=== Section Start ===
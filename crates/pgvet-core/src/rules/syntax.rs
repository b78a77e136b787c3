//! Syntax rules: reserved-keyword identifiers
//!
//! Unterminated-literal and duplicate-table errors are raised by the
//! splitter and builder themselves and flow into the same report.

use crate::error::{Finding, FindingKind};
use crate::schema::SchemaModel;

/// PostgreSQL reserved key words. Using one as a table or column name is
/// legal when quoted but a reliable source of downstream friction.
const RESERVED: &[&str] = &[
    "all", "analyse", "analyze", "and", "any", "array", "as", "asc", "asymmetric", "both", "case",
    "cast", "check", "collate", "column", "constraint", "create", "current_date", "current_role",
    "current_time", "current_timestamp", "current_user", "default", "deferrable", "desc",
    "distinct", "do", "else", "end", "except", "false", "fetch", "for", "foreign", "from", "grant",
    "group", "having", "in", "initially", "intersect", "into", "leading", "limit", "localtime",
    "localtimestamp", "not", "null", "offset", "on", "only", "or", "order", "placing", "primary",
    "references", "returning", "select", "session_user", "some", "symmetric", "table", "then",
    "to", "trailing", "true", "union", "unique", "user", "using", "variadic", "when", "where",
    "window", "with",
];

fn is_reserved(name: &str) -> bool {
    RESERVED.contains(&name.to_ascii_lowercase().as_str())
}

pub(crate) fn check(model: &SchemaModel) -> Vec<Finding> {
    let mut findings = Vec::new();
    for table in model.tables.values().filter(|t| t.declared) {
        if is_reserved(&table.name.name) {
            findings.push(
                Finding::new(
                    FindingKind::ReservedIdentifier,
                    format!(
                        "table name '{}' is a reserved SQL keyword",
                        table.name.name
                    ),
                )
                .with_span(table.span),
            );
        }
        for column in table.columns.values() {
            if is_reserved(&column.name) {
                findings.push(
                    Finding::new(
                        FindingKind::ReservedIdentifier,
                        format!(
                            "column name '{}' on table '{}' is a reserved SQL keyword",
                            column.name, table.name
                        ),
                    )
                    .with_span(column.span),
                );
            }
        }
    }
    findings
}

#[cfg(test)]
mod tests {
    use super::*;

    #[test]
    fn test_reserved_words() {
        assert!(is_reserved("user"));
        assert!(is_reserved("ORDER"));
        assert!(is_reserved("select"));
        assert!(!is_reserved("users"));
        assert!(!is_reserved("email"));
    }
}
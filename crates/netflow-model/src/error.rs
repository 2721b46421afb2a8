use netflow_solver::ProblemError;
use thiserror::Error;

use crate::graph::ValidationError;

/// Failure to get a [`SolveResult`](crate::SolveResult) out of a model.
///
/// Infeasible or unbounded networks are not errors; they come back as a status.
#[derive(Error, Debug, Clone, PartialEq)]
pub enum Error {
    #[error("Invalid model: {0}")]
    Validation(#[from] ValidationError),
    #[error("Invalid LP: {0}")]
    Problem(#[from] ProblemError),
}
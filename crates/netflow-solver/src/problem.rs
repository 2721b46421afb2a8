use thiserror::Error;

/// Represents a linear programming problem
#[cfg_attr(feature = "serde", derive(serde::Serialize))]
#[derive(Debug, Clone)]
pub struct LpProblem {
    /// Decision variables with their bounds
    pub variables: Vec<Variable>,
    /// Objective function coefficients (costs)
    pub objective: Objective,
    /// Constraints
    pub constraints: Vec<Constraint>,
}

/// A decision variable together with its bounds.
///
/// Either bound may be infinite; a variable with both bounds infinite is free.
#[cfg_attr(feature = "serde", derive(serde::Serialize))]
#[derive(Debug, Clone, PartialEq)]
pub struct Variable {
    pub name: String,
    pub lower: f64,
    pub upper: f64,
}

#[cfg_attr(feature = "serde", derive(serde::Serialize))]
#[derive(Debug, Clone)]
pub struct Objective {
    /// Coefficients for each variable
    pub coefficients: Vec<f64>,
    /// Whether to minimize or maximize
    pub minimize: bool,
}

#[cfg_attr(feature = "serde", derive(serde::Serialize))]
#[derive(Debug, Clone)]
pub struct Constraint {
    /// Name/label for the constraint (for diagnostics)
    pub name: String,
    /// Coefficients for each variable
    pub coefficients: Vec<f64>,
    /// Comparison operator
    pub op: ConstraintOp,
    /// Right-hand side value
    pub rhs: f64,
}

#[cfg_attr(feature = "serde", derive(serde::Serialize))]
#[derive(Debug, Clone, Copy, PartialEq, Eq)]
pub enum ConstraintOp {
    /// Less than or equal (<=)
    Le,
    /// Greater than or equal (>=)
    Ge,
    /// Equal (=)
    Eq,
}

#[derive(Error, Debug, Clone, PartialEq)]
pub enum ProblemError {
    #[error("Objective has {found} coefficients but the problem has {expected} variables")]
    ObjectiveDimension { expected: usize, found: usize },
    #[error("Constraint {name} has {found} coefficients but the problem has {expected} variables")]
    ConstraintDimension {
        name: String,
        expected: usize,
        found: usize,
    },
    #[error("Variable {name} has lower bound {lower} above upper bound {upper}")]
    InvertedBounds { name: String, lower: f64, upper: f64 },
    #[error("Non-finite value in {0}")]
    NonFinite(String),
}

impl Variable {
    /// A variable in `[0, +inf)`
    pub fn new(name: impl Into<String>) -> Self {
        Self::bounded(name, 0.0, f64::INFINITY)
    }

    pub fn bounded(name: impl Into<String>, lower: f64, upper: f64) -> Self {
        Self {
            name: name.into(),
            lower,
            upper,
        }
    }

    /// A variable without bounds in either direction
    pub fn free(name: impl Into<String>) -> Self {
        Self::bounded(name, f64::NEG_INFINITY, f64::INFINITY)
    }

    pub fn is_free(&self) -> bool {
        self.lower == f64::NEG_INFINITY && self.upper == f64::INFINITY
    }
}

impl ConstraintOp {
    pub fn symbol(&self) -> &'static str {
        match self {
            ConstraintOp::Le => "<=",
            ConstraintOp::Ge => ">=",
            ConstraintOp::Eq => "=",
        }
    }
}

impl Constraint {
    /// Left-hand side value of the constraint at `values`
    pub fn activity(&self, values: &[f64]) -> f64 {
        self.coefficients
            .iter()
            .zip(values)
            .map(|(coef, value)| coef * value)
            .sum()
    }
}

impl LpProblem {
    pub fn new(variables: Vec<Variable>) -> Self {
        let n = variables.len();
        Self {
            variables,
            objective: Objective {
                coefficients: vec![0.0; n],
                minimize: true,
            },
            constraints: Vec::new(),
        }
    }

    pub fn set_objective(&mut self, coefficients: Vec<f64>, minimize: bool) {
        self.objective = Objective { coefficients, minimize };
    }

    pub fn add_constraint(&mut self, name: impl Into<String>, coefficients: Vec<f64>, op: ConstraintOp, rhs: f64) {
        self.constraints.push(Constraint {
            name: name.into(),
            coefficients,
            op,
            rhs,
        });
    }

    pub fn num_variables(&self) -> usize {
        self.variables.len()
    }

    pub fn num_constraints(&self) -> usize {
        self.constraints.len()
    }

    pub fn variable_index(&self, name: &str) -> Option<usize> {
        self.variables.iter().position(|v| v.name == name)
    }

    /// Objective function value at `values`
    pub fn evaluate(&self, values: &[f64]) -> f64 {
        self.objective
            .coefficients
            .iter()
            .zip(values)
            .map(|(coef, value)| coef * value)
            .sum()
    }

    /// Check dimensions, bounds and finiteness before handing the problem to a solver.
    pub fn validate(&self) -> Result<(), ProblemError> {
        let n = self.num_variables();

        if self.objective.coefficients.len() != n {
            return Err(ProblemError::ObjectiveDimension {
                expected: n,
                found: self.objective.coefficients.len(),
            });
        }
        if self.objective.coefficients.iter().any(|c| !c.is_finite()) {
            return Err(ProblemError::NonFinite("objective".to_string()));
        }

        for v in &self.variables {
            if v.lower.is_nan() || v.upper.is_nan() || v.lower == f64::INFINITY || v.upper == f64::NEG_INFINITY {
                return Err(ProblemError::NonFinite(format!("bounds of {}", v.name)));
            }
            if v.lower > v.upper {
                return Err(ProblemError::InvertedBounds {
                    name: v.name.clone(),
                    lower: v.lower,
                    upper: v.upper,
                });
            }
        }

        for c in &self.constraints {
            if c.coefficients.len() != n {
                return Err(ProblemError::ConstraintDimension {
                    name: c.name.clone(),
                    expected: n,
                    found: c.coefficients.len(),
                });
            }
            if !c.rhs.is_finite() || c.coefficients.iter().any(|a| !a.is_finite()) {
                return Err(ProblemError::NonFinite(c.name.clone()));
            }
        }

        Ok(())
    }
}
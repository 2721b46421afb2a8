use std::collections::{HashMap, HashSet};
use std::fmt;

use thiserror::Error;

#[derive(Error, Debug, Clone, PartialEq)]
pub enum ValidationError {
    #[error("Duplicate node: {0}")]
    DuplicateNode(String),
    #[error("Node {0} is assigned to more than one role")]
    RoleConflict(String),
    #[error("Node {0} has no role")]
    MissingRole(String),
    #[error("Role set mentions unknown node: {0}")]
    UnknownRoleNode(String),
    #[error("Arc {arc} references unknown node {node}")]
    UnknownNode { arc: String, node: String },
    #[error("Duplicate arc: {0}")]
    DuplicateArc(String),
    #[error("Arc {arc} has negative or undefined capacity {capacity}")]
    InvalidCapacity { arc: String, capacity: f64 },
    #[error("Arc {arc} has non-finite cost {cost}")]
    InvalidCost { arc: String, cost: f64 },
    #[error("Model has no origin node")]
    MissingOrigin,
    #[error("Model has no destination node")]
    MissingDestination,
    #[error("Node {node} has negative or non-finite {kind} {amount}")]
    InvalidAmount { node: String, kind: &'static str, amount: f64 },
    #[error("Supply given for non-origin node {0}")]
    SupplyOnNonOrigin(String),
    #[error("Demand given for non-destination node {0}")]
    DemandOnNonDestination(String),
    #[error("{kind} given for unknown node {node}")]
    UnknownAmountNode { node: String, kind: &'static str },
    #[error("Node {node} has {kind} {amount} but no declared arcs")]
    IsolatedNode { node: String, kind: &'static str, amount: f64 },
}

#[cfg_attr(feature = "serde", derive(serde::Serialize, serde::Deserialize))]
#[cfg_attr(feature = "serde", serde(rename_all = "snake_case"))]
#[derive(Debug, Clone, Copy, PartialEq, Eq, Hash)]
pub enum Role {
    Origin,
    Transshipment,
    Destination,
}

#[cfg_attr(feature = "serde", derive(serde::Serialize))]
#[derive(Debug, Clone, PartialEq)]
pub struct Node {
    pub id: String,
    pub role: Role,
    /// Items available at an origin (min-cost only)
    pub supply: Option<f64>,
    /// Items required at a destination (min-cost only)
    pub demand: Option<f64>,
}

/// A directed arc. `capacity` is the capacity for max-flow and the flow limit for min-cost.
#[cfg_attr(feature = "serde", derive(serde::Serialize))]
#[derive(Debug, Clone, PartialEq)]
pub struct Arc {
    pub tail: String,
    pub head: String,
    pub capacity: f64,
    pub cost: f64,
}

impl fmt::Display for Role {
    fn fmt(&self, f: &mut fmt::Formatter<'_>) -> fmt::Result {
        f.write_str(match self {
            Role::Origin => "origin",
            Role::Transshipment => "transshipment",
            Role::Destination => "destination",
        })
    }
}

impl Node {
    pub fn new(id: impl Into<String>, role: Role) -> Self {
        Self {
            id: id.into(),
            role,
            supply: None,
            demand: None,
        }
    }

    pub fn origin(id: impl Into<String>) -> Self {
        Self::new(id, Role::Origin)
    }

    pub fn transshipment(id: impl Into<String>) -> Self {
        Self::new(id, Role::Transshipment)
    }

    pub fn destination(id: impl Into<String>) -> Self {
        Self::new(id, Role::Destination)
    }

    pub fn with_supply(mut self, supply: f64) -> Self {
        self.supply = Some(supply);
        self
    }

    pub fn with_demand(mut self, demand: f64) -> Self {
        self.demand = Some(demand);
        self
    }
}

impl Arc {
    pub fn new(tail: impl Into<String>, head: impl Into<String>, capacity: f64) -> Self {
        Self {
            tail: tail.into(),
            head: head.into(),
            capacity,
            cost: 0.0,
        }
    }

    pub fn with_cost(mut self, cost: f64) -> Self {
        self.cost = cost;
        self
    }

    pub fn label(&self) -> String {
        format!("{}->{}", self.tail, self.head)
    }
}

/// A validated network: nodes partitioned into roles, and the declared arcs between them.
///
/// Only obtainable through [`GraphModel::build`] or [`GraphModelBuilder`], so every
/// value upholds the invariants checked there.
#[derive(Debug, Clone)]
pub struct GraphModel {
    nodes: Vec<Node>,
    arcs: Vec<Arc>,
    index: HashMap<String, usize>,
    /// (tail, head) node indices per arc
    ends: Vec<(usize, usize)>,
    incoming: Vec<Vec<usize>>,
    outgoing: Vec<Vec<usize>>,
}

impl GraphModel {
    pub fn builder() -> GraphModelBuilder {
        GraphModelBuilder::default()
    }

    /// Validate `nodes` and `arcs` and assemble them into a model
    pub fn build(nodes: Vec<Node>, arcs: Vec<Arc>) -> Result<Self, ValidationError> {
        let mut index = HashMap::with_capacity(nodes.len());
        for (i, node) in nodes.iter().enumerate() {
            if index.insert(node.id.clone(), i).is_some() {
                return Err(ValidationError::DuplicateNode(node.id.clone()));
            }
            validate_amounts(node)?;
        }

        if !nodes.iter().any(|n| n.role == Role::Origin) {
            return Err(ValidationError::MissingOrigin);
        }
        if !nodes.iter().any(|n| n.role == Role::Destination) {
            return Err(ValidationError::MissingDestination);
        }

        let mut incoming = vec![Vec::new(); nodes.len()];
        let mut outgoing = vec![Vec::new(); nodes.len()];
        let mut ends = Vec::with_capacity(arcs.len());
        let mut seen = HashSet::with_capacity(arcs.len());
        for (a, arc) in arcs.iter().enumerate() {
            let endpoint = |id: &String| {
                index.get(id).copied().ok_or_else(|| ValidationError::UnknownNode {
                    arc: arc.label(),
                    node: id.clone(),
                })
            };
            let tail = endpoint(&arc.tail)?;
            let head = endpoint(&arc.head)?;

            if !seen.insert((tail, head)) {
                return Err(ValidationError::DuplicateArc(arc.label()));
            }
            if arc.capacity.is_nan() || arc.capacity < 0.0 {
                return Err(ValidationError::InvalidCapacity {
                    arc: arc.label(),
                    capacity: arc.capacity,
                });
            }
            if !arc.cost.is_finite() {
                return Err(ValidationError::InvalidCost {
                    arc: arc.label(),
                    cost: arc.cost,
                });
            }

            ends.push((tail, head));
            outgoing[tail].push(a);
            incoming[head].push(a);
        }

        Ok(Self {
            nodes,
            arcs,
            index,
            ends,
            incoming,
            outgoing,
        })
    }

    pub fn nodes(&self) -> &[Node] {
        &self.nodes
    }

    pub fn arcs(&self) -> &[Arc] {
        &self.arcs
    }

    pub fn node(&self, id: &str) -> Option<&Node> {
        self.index.get(id).map(|&i| &self.nodes[i])
    }

    pub fn node_index(&self, id: &str) -> Option<usize> {
        self.index.get(id).copied()
    }

    pub fn arc_index(&self, tail: &str, head: &str) -> Option<usize> {
        let tail = self.node_index(tail)?;
        let head = self.node_index(head)?;
        self.outgoing[tail].iter().copied().find(|&a| self.ends[a].1 == head)
    }

    pub fn with_role(&self, role: Role) -> impl Iterator<Item = &Node> {
        self.nodes.iter().filter(move |n| n.role == role)
    }

    pub fn origins(&self) -> impl Iterator<Item = &Node> {
        self.with_role(Role::Origin)
    }

    pub fn transshipments(&self) -> impl Iterator<Item = &Node> {
        self.with_role(Role::Transshipment)
    }

    pub fn destinations(&self) -> impl Iterator<Item = &Node> {
        self.with_role(Role::Destination)
    }

    /// Node indices of the tail and head of arc `arc`
    pub fn endpoints(&self, arc: usize) -> (usize, usize) {
        self.ends[arc]
    }

    /// Indices of the arcs ending at node `node` (by node index)
    pub fn incoming(&self, node: usize) -> &[usize] {
        &self.incoming[node]
    }

    /// Indices of the arcs leaving node `node` (by node index)
    pub fn outgoing(&self, node: usize) -> &[usize] {
        &self.outgoing[node]
    }

    pub fn total_supply(&self) -> f64 {
        self.origins().filter_map(|n| n.supply).sum()
    }

    pub fn total_demand(&self) -> f64 {
        self.destinations().filter_map(|n| n.demand).sum()
    }
}

fn validate_amounts(node: &Node) -> Result<(), ValidationError> {
    for (kind, amount) in [("supply", node.supply), ("demand", node.demand)] {
        let Some(amount) = amount else { continue };
        if !amount.is_finite() || amount < 0.0 {
            return Err(ValidationError::InvalidAmount {
                node: node.id.clone(),
                kind,
                amount,
            });
        }
    }
    if node.supply.is_some() && node.role != Role::Origin {
        return Err(ValidationError::SupplyOnNonOrigin(node.id.clone()));
    }
    if node.demand.is_some() && node.role != Role::Destination {
        return Err(ValidationError::DemandOnNonDestination(node.id.clone()));
    }
    Ok(())
}

/// Fluent construction of a [`GraphModel`]; validation happens in [`GraphModelBuilder::build`].
#[derive(Debug, Clone, Default)]
pub struct GraphModelBuilder {
    nodes: Vec<Node>,
    arcs: Vec<Arc>,
}

impl GraphModelBuilder {
    pub fn node(mut self, node: Node) -> Self {
        self.nodes.push(node);
        self
    }

    pub fn origin(self, id: impl Into<String>) -> Self {
        self.node(Node::origin(id))
    }

    pub fn transshipment(self, id: impl Into<String>) -> Self {
        self.node(Node::transshipment(id))
    }

    pub fn destination(self, id: impl Into<String>) -> Self {
        self.node(Node::destination(id))
    }

    pub fn arc(mut self, arc: Arc) -> Self {
        self.arcs.push(arc);
        self
    }

    pub fn build(self) -> Result<GraphModel, ValidationError> {
        GraphModel::build(self.nodes, self.arcs)
    }
}

#[cfg(test)]
mod tests {
    use super::*;

    fn diamond() -> GraphModelBuilder {
        GraphModel::builder()
            .origin("A")
            .transshipment("B")
            .transshipment("C")
            .destination("D")
            .arc(Arc::new("A", "B", 10.0))
            .arc(Arc::new("A", "C", 5.0))
            .arc(Arc::new("B", "D", 7.0))
            .arc(Arc::new("C", "D", 8.0))
    }

    #[test]
    fn test_build_valid_model() {
        let model = diamond().build().unwrap();

        assert_eq!(model.nodes().len(), 4);
        assert_eq!(model.arcs().len(), 4);
        assert_eq!(model.origins().count(), 1);
        assert_eq!(model.transshipments().count(), 2);
        assert_eq!(model.destinations().count(), 1);

        let a = model.node_index("A").unwrap();
        let d = model.node_index("D").unwrap();
        assert_eq!(model.outgoing(a).len(), 2);
        assert!(model.incoming(a).is_empty());
        assert_eq!(model.incoming(d).len(), 2);
        assert_eq!(model.arc_index("B", "D"), Some(2));
        assert_eq!(model.arc_index("D", "B"), None);
        assert_eq!(model.endpoints(2), (model.node_index("B").unwrap(), d));
    }

    #[test]
    fn test_unknown_endpoint() {
        let err = diamond().arc(Arc::new("C", "E", 1.0)).build().unwrap_err();
        assert_eq!(
            err,
            ValidationError::UnknownNode {
                arc: "C->E".to_string(),
                node: "E".to_string(),
            }
        );
    }

    #[test]
    fn test_duplicate_arc() {
        let err = diamond().arc(Arc::new("A", "B", 3.0)).build().unwrap_err();
        assert_eq!(err, ValidationError::DuplicateArc("A->B".to_string()));
    }

    #[test]
    fn test_duplicate_node() {
        let err = diamond().destination("B").build().unwrap_err();
        assert_eq!(err, ValidationError::DuplicateNode("B".to_string()));
    }

    #[test]
    fn test_negative_capacity() {
        let err = diamond().arc(Arc::new("B", "C", -1.0)).build().unwrap_err();
        assert!(matches!(err, ValidationError::InvalidCapacity { .. }));
    }

    #[test]
    fn test_infinite_capacity_is_allowed() {
        let model = diamond().arc(Arc::new("B", "C", f64::INFINITY)).build().unwrap();
        assert_eq!(model.arcs().len(), 5);
    }

    #[test]
    fn test_non_finite_cost() {
        let err = diamond()
            .arc(Arc::new("B", "C", 1.0).with_cost(f64::NAN))
            .build()
            .unwrap_err();
        assert!(matches!(err, ValidationError::InvalidCost { .. }));
    }

    #[test]
    fn test_missing_roles() {
        let err = GraphModel::builder().transshipment("B").destination("D").build().unwrap_err();
        assert_eq!(err, ValidationError::MissingOrigin);

        let err = GraphModel::builder().origin("A").build().unwrap_err();
        assert_eq!(err, ValidationError::MissingDestination);
    }

    #[test]
    fn test_supply_and_demand_placement() {
        let err = GraphModel::builder()
            .node(Node::origin("A"))
            .node(Node::destination("D").with_supply(4.0))
            .build()
            .unwrap_err();
        assert_eq!(err, ValidationError::SupplyOnNonOrigin("D".to_string()));

        let err = GraphModel::builder()
            .node(Node::origin("A").with_demand(4.0))
            .destination("D")
            .build()
            .unwrap_err();
        assert_eq!(err, ValidationError::DemandOnNonDestination("A".to_string()));

        let err = GraphModel::builder()
            .node(Node::origin("A").with_supply(-2.0))
            .destination("D")
            .build()
            .unwrap_err();
        assert!(matches!(err, ValidationError::InvalidAmount { kind: "supply", .. }));
    }

    #[test]
    fn test_totals() {
        let model = GraphModel::builder()
            .node(Node::origin("A").with_supply(10.0))
            .node(Node::origin("B").with_supply(5.0))
            .node(Node::destination("D").with_demand(12.0))
            .arc(Arc::new("A", "D", 10.0))
            .arc(Arc::new("B", "D", 10.0))
            .build()
            .unwrap();

        assert_eq!(model.total_supply(), 15.0);
        assert_eq!(model.total_demand(), 12.0);
    }

    #[test]
    fn test_self_loop_is_allowed() {
        let model = diamond().arc(Arc::new("B", "B", 2.0)).build().unwrap();
        let b = model.node_index("B").unwrap();
        assert_eq!(model.incoming(b).len(), 2);
        assert_eq!(model.outgoing(b).len(), 2);
    }
}
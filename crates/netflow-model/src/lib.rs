pub mod error;
pub mod formulate;
pub mod graph;
pub mod report;

#[cfg(feature = "serde")]
pub mod data;

use std::thread;
use std::time::Duration;

use netflow_solver::{LpSolver, Solver};
use tracing::info;

pub use error::Error;
pub use formulate::{Formulation, TOTAL_FLOW, Variant, formulate};
pub use graph::{Arc, GraphModel, GraphModelBuilder, Node, Role, ValidationError};
pub use report::{ArcFlow, MinCut, Optimum, SolveResult, min_cut, report};

#[cfg(feature = "serde")]
pub use data::{ArcData, DataError, NetworkData};

/// Knobs for a single solve
#[derive(Debug, Clone)]
pub struct SolveOptions {
    /// Overrides the size-scaled default iteration cap
    pub max_iterations: Option<usize>,
    pub time_limit: Option<Duration>,
    pub tolerance: f64,
    /// Residual infeasibility accepted at the end of phase 1
    pub feasibility_tolerance: f64,
    /// Derive a minimum cut for optimal max-flow results
    pub min_cut: bool,
}

impl Default for SolveOptions {
    fn default() -> Self {
        Self {
            max_iterations: None,
            time_limit: None,
            tolerance: 1e-9,
            feasibility_tolerance: 1e-7,
            min_cut: false,
        }
    }
}

impl SolveOptions {
    pub fn solver(&self) -> Solver {
        let mut solver = Solver::new()
            .with_tolerance(self.tolerance)
            .with_feasibility_tolerance(self.feasibility_tolerance);
        if let Some(max) = self.max_iterations {
            solver = solver.with_max_iterations(max);
        }
        if let Some(limit) = self.time_limit {
            solver = solver.with_time_limit(limit);
        }
        solver
    }
}

/// Solve `model` as the given variant with default options
pub fn solve(model: &GraphModel, variant: Variant) -> Result<SolveResult, Error> {
    solve_with(model, variant, &SolveOptions::default())
}

pub fn solve_with(model: &GraphModel, variant: Variant, options: &SolveOptions) -> Result<SolveResult, Error> {
    solve_using(&options.solver(), model, variant, options.min_cut)
}

/// Formulate, solve with `solver` and map the solution back onto the network
pub fn solve_using<S: LpSolver + ?Sized>(
    solver: &S,
    model: &GraphModel,
    variant: Variant,
    with_min_cut: bool,
) -> Result<SolveResult, Error> {
    let formulation = formulate(model, variant)?;
    let solution = solver.solve(&formulation.problem)?;
    let result = report(model, &formulation, &solution, with_min_cut);

    info!(
        %variant,
        status = %result.status,
        objective = ?result.objective(),
        iterations = result.iterations,
        "solved network"
    );

    Ok(result)
}

/// Solve independent models concurrently, one worker per model.
///
/// Results come back in the order of `models`.
pub fn solve_batch(models: &[GraphModel], variant: Variant, options: &SolveOptions) -> Vec<Result<SolveResult, Error>> {
    thread::scope(|scope| {
        let handles: Vec<_> = models
            .iter()
            .map(|model| scope.spawn(move || solve_with(model, variant, options)))
            .collect();

        handles
            .into_iter()
            .map(|handle| handle.join().unwrap_or_else(|panic| std::panic::resume_unwind(panic)))
            .collect()
    })
}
=== Section End ===
▸ INSTRUCTIONS FOR THE TASK
Extract, verbatim, the lines from the one containing "Results come back" through the last line of the listing above.

▸ SOLUTION TO THE PROBLEM
/// Results come back in the order of `models`.
pub fn solve_batch(models: &[GraphModel], variant: Variant, options: &SolveOptions) -> Vec<Result<SolveResult, Error>> {
    thread::scope(|scope| {
        let handles: Vec<_> = models
            .iter()
            .map(|model| scope.spawn(move || solve_with(model, variant, options)))
            .collect();

        handles
            .into_iter()
            .map(|handle| handle.join().unwrap_or_else(|panic| std::panic::resume_unwind(panic)))
            .collect()
    })
}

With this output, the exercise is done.